Data entries:
────────────────────
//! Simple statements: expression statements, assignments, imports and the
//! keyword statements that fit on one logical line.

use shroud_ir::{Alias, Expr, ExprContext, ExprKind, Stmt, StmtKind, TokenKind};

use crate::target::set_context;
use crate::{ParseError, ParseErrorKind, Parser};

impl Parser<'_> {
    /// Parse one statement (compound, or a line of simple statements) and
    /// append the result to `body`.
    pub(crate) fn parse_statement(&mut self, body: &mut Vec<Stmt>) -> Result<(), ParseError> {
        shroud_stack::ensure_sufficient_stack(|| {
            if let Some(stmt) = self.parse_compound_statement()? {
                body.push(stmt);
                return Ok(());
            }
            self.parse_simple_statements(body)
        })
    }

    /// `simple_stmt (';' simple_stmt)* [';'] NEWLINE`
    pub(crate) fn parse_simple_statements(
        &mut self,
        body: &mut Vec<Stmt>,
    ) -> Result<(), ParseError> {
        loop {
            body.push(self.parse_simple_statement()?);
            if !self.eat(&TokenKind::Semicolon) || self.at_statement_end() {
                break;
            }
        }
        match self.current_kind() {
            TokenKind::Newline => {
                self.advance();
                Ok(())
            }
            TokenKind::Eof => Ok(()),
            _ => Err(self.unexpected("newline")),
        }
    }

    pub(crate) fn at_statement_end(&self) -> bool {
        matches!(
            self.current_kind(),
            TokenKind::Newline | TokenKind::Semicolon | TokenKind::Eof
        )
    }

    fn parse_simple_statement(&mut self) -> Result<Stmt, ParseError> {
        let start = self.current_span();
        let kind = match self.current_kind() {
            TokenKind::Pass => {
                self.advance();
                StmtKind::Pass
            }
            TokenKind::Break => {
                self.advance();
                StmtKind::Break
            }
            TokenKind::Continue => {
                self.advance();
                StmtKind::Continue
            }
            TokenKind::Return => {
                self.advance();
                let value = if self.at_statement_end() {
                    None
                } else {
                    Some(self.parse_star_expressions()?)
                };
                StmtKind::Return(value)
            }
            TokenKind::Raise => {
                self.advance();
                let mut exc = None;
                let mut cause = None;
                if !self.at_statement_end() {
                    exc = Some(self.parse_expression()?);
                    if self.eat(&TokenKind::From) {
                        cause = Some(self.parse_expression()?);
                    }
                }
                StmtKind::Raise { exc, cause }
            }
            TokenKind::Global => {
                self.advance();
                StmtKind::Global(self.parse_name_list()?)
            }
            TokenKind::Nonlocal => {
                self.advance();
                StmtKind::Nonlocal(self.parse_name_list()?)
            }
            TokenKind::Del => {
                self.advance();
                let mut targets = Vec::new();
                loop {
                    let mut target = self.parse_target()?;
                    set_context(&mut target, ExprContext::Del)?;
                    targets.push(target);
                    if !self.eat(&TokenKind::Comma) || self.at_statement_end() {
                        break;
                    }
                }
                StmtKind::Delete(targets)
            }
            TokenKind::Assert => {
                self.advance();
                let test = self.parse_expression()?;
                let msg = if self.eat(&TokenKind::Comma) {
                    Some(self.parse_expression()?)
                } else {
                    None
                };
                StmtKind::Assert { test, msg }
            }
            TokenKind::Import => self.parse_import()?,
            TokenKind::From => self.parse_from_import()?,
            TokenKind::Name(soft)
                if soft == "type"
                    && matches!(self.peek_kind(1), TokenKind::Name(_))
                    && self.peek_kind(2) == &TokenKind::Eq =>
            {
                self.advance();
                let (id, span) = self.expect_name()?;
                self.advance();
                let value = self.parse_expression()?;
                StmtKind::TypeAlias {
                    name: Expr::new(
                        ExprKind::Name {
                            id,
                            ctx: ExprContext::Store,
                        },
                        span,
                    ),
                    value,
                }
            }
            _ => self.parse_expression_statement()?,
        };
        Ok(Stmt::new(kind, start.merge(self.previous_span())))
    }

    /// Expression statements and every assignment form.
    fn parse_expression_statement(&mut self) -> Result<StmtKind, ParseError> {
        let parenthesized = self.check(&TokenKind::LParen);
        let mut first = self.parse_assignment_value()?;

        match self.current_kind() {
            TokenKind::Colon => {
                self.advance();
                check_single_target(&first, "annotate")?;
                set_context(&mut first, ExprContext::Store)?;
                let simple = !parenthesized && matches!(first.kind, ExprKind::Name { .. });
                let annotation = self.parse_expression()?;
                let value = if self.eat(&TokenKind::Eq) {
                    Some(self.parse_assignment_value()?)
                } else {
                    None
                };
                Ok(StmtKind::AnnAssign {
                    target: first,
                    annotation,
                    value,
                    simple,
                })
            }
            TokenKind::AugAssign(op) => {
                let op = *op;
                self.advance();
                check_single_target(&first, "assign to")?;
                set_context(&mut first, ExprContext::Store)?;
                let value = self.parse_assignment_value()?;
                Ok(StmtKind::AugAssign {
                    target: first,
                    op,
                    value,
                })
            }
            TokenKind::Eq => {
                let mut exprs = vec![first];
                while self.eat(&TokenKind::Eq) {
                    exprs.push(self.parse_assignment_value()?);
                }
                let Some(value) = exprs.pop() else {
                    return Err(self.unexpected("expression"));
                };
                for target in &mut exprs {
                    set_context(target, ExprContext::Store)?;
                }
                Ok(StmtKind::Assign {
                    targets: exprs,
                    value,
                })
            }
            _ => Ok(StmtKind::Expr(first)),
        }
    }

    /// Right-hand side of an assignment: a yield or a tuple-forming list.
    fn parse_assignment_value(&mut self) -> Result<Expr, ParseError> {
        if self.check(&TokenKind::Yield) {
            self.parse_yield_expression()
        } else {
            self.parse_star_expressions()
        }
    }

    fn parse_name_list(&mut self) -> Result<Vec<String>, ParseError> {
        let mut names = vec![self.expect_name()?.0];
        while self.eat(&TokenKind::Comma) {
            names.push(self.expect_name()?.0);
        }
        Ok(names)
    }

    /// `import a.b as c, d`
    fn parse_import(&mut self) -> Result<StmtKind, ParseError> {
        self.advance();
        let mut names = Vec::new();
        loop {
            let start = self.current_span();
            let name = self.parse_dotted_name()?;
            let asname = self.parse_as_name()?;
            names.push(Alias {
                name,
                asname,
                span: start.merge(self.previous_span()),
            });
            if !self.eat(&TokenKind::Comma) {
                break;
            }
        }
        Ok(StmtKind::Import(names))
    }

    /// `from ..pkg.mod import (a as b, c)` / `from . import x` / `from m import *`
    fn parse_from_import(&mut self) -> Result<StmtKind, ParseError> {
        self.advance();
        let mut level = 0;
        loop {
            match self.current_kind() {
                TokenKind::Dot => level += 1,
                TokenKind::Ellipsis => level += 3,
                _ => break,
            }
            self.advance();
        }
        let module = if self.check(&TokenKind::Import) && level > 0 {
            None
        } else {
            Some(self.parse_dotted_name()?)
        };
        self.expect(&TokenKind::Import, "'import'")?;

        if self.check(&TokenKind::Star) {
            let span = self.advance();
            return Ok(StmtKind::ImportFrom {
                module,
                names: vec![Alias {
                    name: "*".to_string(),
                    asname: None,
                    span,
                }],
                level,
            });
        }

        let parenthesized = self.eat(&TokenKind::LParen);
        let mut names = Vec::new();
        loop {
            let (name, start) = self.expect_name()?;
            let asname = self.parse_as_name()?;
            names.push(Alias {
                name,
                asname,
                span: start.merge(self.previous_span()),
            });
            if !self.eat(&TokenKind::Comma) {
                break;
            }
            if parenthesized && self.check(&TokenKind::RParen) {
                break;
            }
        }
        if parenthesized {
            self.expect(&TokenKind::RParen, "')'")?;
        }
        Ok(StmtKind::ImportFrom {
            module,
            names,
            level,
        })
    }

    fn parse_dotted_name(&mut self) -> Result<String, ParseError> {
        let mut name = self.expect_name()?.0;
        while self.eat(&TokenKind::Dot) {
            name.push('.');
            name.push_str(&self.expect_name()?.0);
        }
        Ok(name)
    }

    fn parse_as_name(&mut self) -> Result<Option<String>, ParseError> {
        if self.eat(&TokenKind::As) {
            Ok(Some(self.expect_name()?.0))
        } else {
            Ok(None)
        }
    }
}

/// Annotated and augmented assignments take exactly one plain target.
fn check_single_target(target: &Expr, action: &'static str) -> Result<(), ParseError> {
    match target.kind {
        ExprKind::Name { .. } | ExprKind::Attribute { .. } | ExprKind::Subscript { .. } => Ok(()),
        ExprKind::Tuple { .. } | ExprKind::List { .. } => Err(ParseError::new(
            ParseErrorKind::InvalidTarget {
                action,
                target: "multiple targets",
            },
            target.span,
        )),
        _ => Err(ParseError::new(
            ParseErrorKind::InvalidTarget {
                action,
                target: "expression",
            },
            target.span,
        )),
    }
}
────────────────────
- [BRIEF]
Every line above that holds the string "level" should be copied out.

- [TASK OUTPUT]
        let mut level = 0;
                TokenKind::Dot => level += 1,
                TokenKind::Ellipsis => level += 3,
        let module = if self.check(&TokenKind::Import) && level > 0 {
                level,
            level,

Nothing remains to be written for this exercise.